Work through the data line by line, gathering every line that has the word "brace".

Source data START

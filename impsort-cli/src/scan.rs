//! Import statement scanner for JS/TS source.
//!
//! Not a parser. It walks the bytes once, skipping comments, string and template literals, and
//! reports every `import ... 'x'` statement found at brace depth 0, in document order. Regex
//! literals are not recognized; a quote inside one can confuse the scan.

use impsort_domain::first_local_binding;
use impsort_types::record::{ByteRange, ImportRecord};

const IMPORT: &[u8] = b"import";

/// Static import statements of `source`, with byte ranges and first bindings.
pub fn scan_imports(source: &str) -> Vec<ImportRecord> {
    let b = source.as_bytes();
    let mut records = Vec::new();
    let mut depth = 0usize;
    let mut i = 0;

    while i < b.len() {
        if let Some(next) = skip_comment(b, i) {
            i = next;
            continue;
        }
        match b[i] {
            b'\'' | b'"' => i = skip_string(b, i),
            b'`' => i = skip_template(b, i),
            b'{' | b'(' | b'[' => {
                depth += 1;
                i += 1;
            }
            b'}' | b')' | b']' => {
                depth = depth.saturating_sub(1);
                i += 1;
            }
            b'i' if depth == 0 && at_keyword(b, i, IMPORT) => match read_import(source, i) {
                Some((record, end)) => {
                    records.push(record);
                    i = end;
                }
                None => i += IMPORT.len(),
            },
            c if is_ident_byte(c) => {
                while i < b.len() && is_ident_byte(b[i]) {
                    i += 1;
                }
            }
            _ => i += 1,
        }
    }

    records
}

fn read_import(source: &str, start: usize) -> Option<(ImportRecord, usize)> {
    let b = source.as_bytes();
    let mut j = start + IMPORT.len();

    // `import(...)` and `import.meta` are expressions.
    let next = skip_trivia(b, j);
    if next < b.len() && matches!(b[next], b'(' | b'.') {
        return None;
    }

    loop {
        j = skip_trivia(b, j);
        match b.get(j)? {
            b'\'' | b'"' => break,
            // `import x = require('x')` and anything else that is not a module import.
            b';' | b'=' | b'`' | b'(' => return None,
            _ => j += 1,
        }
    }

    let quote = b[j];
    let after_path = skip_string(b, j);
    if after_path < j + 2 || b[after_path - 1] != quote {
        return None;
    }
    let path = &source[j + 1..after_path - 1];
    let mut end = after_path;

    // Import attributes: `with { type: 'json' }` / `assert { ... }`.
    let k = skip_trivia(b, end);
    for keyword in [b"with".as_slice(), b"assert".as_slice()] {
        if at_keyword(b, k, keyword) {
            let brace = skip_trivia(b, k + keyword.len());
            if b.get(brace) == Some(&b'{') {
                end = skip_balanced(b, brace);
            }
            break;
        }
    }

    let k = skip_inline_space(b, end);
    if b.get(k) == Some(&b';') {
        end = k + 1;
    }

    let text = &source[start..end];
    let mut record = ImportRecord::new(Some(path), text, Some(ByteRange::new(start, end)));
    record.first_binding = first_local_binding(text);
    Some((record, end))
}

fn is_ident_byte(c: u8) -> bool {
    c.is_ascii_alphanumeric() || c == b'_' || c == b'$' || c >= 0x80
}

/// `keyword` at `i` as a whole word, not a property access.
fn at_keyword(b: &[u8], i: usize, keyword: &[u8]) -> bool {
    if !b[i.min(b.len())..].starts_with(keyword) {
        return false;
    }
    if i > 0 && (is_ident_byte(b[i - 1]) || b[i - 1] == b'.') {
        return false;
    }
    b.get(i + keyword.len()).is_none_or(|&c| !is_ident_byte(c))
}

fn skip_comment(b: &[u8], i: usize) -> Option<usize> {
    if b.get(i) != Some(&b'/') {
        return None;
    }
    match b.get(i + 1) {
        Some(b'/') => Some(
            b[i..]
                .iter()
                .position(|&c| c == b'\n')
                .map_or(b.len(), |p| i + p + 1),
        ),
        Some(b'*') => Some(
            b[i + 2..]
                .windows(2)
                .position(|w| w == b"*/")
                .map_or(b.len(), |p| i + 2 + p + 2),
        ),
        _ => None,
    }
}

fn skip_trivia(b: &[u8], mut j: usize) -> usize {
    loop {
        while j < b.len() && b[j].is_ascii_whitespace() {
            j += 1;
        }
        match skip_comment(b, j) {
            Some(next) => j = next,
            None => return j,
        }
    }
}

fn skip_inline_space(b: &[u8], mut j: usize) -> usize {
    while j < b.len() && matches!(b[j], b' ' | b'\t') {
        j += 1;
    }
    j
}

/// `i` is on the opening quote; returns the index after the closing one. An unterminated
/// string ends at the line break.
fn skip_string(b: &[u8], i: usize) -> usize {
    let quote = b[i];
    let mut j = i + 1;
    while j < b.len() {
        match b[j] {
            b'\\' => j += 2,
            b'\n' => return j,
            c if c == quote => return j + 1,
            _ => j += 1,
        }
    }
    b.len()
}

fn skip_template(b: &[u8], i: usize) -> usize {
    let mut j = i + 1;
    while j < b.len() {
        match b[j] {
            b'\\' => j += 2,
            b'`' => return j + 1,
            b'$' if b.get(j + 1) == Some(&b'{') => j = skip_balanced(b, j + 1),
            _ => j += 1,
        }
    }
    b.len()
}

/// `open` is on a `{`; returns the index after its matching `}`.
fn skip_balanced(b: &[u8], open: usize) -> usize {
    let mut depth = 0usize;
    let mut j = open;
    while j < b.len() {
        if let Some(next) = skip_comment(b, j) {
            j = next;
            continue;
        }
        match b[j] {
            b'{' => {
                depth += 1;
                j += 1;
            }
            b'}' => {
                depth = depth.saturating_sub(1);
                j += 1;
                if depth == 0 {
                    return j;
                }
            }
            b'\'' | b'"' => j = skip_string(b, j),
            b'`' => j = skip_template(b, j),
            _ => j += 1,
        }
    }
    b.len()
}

Source data END
Source data START

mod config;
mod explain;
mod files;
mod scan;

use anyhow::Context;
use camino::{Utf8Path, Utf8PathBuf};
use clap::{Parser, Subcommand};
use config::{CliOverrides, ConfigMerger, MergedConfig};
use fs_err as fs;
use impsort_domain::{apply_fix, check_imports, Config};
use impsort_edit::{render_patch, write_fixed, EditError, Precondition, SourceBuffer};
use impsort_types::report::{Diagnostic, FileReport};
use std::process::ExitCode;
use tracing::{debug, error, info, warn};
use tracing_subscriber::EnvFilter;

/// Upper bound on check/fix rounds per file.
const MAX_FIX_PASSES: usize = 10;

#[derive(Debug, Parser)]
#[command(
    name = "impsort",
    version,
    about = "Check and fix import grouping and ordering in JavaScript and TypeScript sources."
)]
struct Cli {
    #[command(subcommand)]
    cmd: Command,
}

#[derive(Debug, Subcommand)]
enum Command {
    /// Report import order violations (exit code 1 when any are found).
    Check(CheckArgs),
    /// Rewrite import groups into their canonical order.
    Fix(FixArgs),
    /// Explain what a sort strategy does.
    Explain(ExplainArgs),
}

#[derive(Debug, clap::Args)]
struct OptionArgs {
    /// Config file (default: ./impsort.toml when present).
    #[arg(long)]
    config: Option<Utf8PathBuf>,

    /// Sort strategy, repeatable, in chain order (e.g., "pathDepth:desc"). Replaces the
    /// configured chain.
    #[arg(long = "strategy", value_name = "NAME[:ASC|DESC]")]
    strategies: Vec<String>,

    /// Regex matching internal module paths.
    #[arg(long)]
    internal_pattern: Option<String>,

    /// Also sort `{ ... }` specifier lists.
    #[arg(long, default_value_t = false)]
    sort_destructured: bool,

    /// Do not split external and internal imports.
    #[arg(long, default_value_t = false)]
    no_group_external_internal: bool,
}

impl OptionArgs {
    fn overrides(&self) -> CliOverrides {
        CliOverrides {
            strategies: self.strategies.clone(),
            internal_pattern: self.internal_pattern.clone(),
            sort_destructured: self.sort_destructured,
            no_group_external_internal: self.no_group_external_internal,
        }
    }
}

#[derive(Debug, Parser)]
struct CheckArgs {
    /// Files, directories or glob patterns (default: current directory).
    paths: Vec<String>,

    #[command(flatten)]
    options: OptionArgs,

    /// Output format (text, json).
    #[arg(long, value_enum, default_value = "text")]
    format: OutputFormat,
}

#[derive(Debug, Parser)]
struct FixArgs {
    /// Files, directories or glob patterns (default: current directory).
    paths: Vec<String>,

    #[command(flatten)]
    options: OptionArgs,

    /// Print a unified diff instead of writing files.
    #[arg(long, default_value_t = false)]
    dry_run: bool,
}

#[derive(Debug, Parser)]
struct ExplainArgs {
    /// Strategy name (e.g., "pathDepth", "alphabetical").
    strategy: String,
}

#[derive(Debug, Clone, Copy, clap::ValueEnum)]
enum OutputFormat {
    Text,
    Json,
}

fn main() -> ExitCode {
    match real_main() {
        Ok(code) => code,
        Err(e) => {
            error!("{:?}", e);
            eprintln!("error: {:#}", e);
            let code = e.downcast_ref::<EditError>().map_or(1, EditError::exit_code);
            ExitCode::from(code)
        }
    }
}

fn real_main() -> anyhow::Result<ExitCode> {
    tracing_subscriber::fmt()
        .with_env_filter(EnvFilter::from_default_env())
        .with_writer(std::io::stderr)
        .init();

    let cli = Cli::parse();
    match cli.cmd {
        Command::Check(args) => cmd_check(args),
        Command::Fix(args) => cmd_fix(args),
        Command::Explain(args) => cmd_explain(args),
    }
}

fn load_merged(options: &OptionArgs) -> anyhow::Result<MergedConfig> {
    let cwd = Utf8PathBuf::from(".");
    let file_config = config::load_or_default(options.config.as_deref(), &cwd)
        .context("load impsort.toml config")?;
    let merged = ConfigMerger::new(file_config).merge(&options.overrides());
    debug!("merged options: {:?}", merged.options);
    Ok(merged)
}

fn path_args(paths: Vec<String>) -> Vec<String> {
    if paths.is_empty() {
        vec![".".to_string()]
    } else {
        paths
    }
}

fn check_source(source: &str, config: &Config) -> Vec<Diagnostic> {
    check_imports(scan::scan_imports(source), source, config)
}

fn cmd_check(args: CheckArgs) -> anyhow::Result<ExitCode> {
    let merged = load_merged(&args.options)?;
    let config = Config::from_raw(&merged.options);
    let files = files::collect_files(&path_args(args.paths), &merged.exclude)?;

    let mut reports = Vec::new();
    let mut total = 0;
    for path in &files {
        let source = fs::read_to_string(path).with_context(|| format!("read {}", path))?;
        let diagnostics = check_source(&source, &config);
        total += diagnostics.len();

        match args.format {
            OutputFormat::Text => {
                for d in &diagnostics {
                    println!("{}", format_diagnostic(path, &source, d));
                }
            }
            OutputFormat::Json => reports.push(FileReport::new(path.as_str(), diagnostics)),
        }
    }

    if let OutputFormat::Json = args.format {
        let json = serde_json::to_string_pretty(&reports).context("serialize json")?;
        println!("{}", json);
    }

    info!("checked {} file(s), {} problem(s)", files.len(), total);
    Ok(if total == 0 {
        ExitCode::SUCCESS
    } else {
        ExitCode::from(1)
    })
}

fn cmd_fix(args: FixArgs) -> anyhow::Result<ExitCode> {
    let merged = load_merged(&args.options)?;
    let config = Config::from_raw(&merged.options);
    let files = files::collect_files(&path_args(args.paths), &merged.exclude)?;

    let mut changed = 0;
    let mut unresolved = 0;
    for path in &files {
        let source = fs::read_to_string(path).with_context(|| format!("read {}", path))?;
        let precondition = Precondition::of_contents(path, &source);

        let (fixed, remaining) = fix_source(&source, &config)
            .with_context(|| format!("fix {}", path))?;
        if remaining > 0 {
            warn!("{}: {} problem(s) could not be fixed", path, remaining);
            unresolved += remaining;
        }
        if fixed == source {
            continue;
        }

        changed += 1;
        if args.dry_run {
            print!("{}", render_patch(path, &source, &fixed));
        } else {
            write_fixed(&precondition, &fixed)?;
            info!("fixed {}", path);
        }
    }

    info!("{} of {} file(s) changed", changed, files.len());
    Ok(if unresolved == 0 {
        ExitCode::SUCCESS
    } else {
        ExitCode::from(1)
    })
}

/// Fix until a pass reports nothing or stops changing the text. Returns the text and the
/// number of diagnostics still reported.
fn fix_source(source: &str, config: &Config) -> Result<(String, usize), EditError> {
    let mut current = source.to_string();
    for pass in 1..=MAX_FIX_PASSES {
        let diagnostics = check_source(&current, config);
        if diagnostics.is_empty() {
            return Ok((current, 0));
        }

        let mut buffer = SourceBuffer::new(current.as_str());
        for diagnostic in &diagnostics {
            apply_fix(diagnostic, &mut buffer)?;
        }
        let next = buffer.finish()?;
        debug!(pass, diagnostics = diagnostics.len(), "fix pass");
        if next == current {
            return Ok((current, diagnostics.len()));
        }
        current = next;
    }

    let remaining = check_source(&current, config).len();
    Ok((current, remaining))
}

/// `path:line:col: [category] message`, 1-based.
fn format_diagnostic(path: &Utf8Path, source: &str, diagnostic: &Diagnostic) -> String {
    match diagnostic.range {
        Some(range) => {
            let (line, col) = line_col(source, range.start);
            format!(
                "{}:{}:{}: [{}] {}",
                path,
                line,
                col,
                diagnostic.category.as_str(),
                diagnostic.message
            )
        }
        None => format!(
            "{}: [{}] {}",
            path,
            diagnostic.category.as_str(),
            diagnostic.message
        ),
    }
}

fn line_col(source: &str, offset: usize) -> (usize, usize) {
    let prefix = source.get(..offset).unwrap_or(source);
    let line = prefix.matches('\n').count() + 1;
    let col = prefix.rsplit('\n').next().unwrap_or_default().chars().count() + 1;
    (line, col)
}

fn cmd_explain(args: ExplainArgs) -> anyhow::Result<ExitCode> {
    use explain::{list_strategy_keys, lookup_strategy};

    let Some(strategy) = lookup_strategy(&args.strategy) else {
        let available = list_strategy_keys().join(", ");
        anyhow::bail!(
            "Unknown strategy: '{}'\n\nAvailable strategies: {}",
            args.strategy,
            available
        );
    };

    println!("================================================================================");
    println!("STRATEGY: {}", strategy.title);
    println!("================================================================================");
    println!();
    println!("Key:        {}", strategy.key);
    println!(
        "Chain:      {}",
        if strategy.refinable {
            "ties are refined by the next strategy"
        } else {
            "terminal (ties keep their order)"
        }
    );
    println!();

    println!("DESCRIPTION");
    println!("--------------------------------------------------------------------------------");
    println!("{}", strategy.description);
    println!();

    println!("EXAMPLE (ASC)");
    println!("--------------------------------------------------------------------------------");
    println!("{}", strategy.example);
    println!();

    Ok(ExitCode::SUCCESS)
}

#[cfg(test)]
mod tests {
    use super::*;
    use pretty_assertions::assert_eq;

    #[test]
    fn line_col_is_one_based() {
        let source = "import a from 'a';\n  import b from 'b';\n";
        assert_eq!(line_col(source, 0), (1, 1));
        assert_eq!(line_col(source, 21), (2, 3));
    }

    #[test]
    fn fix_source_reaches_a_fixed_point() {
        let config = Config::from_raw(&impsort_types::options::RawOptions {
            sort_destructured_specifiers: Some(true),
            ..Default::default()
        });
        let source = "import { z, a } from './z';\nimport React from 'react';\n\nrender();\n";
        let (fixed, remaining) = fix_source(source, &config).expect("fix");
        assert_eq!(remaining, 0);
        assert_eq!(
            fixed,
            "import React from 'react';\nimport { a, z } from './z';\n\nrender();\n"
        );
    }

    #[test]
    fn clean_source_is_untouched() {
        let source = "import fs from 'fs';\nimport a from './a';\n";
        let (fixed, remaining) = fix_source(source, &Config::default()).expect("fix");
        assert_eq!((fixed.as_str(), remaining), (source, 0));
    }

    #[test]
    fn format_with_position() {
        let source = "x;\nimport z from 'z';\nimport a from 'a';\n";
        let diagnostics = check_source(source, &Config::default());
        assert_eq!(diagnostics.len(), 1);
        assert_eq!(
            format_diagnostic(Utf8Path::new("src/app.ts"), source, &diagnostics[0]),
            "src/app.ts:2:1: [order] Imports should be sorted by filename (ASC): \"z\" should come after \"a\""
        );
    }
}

Source data END

> [Answer to this task]
//! reports every `import ... 'x'` statement found at brace depth 0, in document order. Regex
            let brace = skip_trivia(b, k + keyword.len());
            if b.get(brace) == Some(&b'{') {
                end = skip_balanced(b, brace);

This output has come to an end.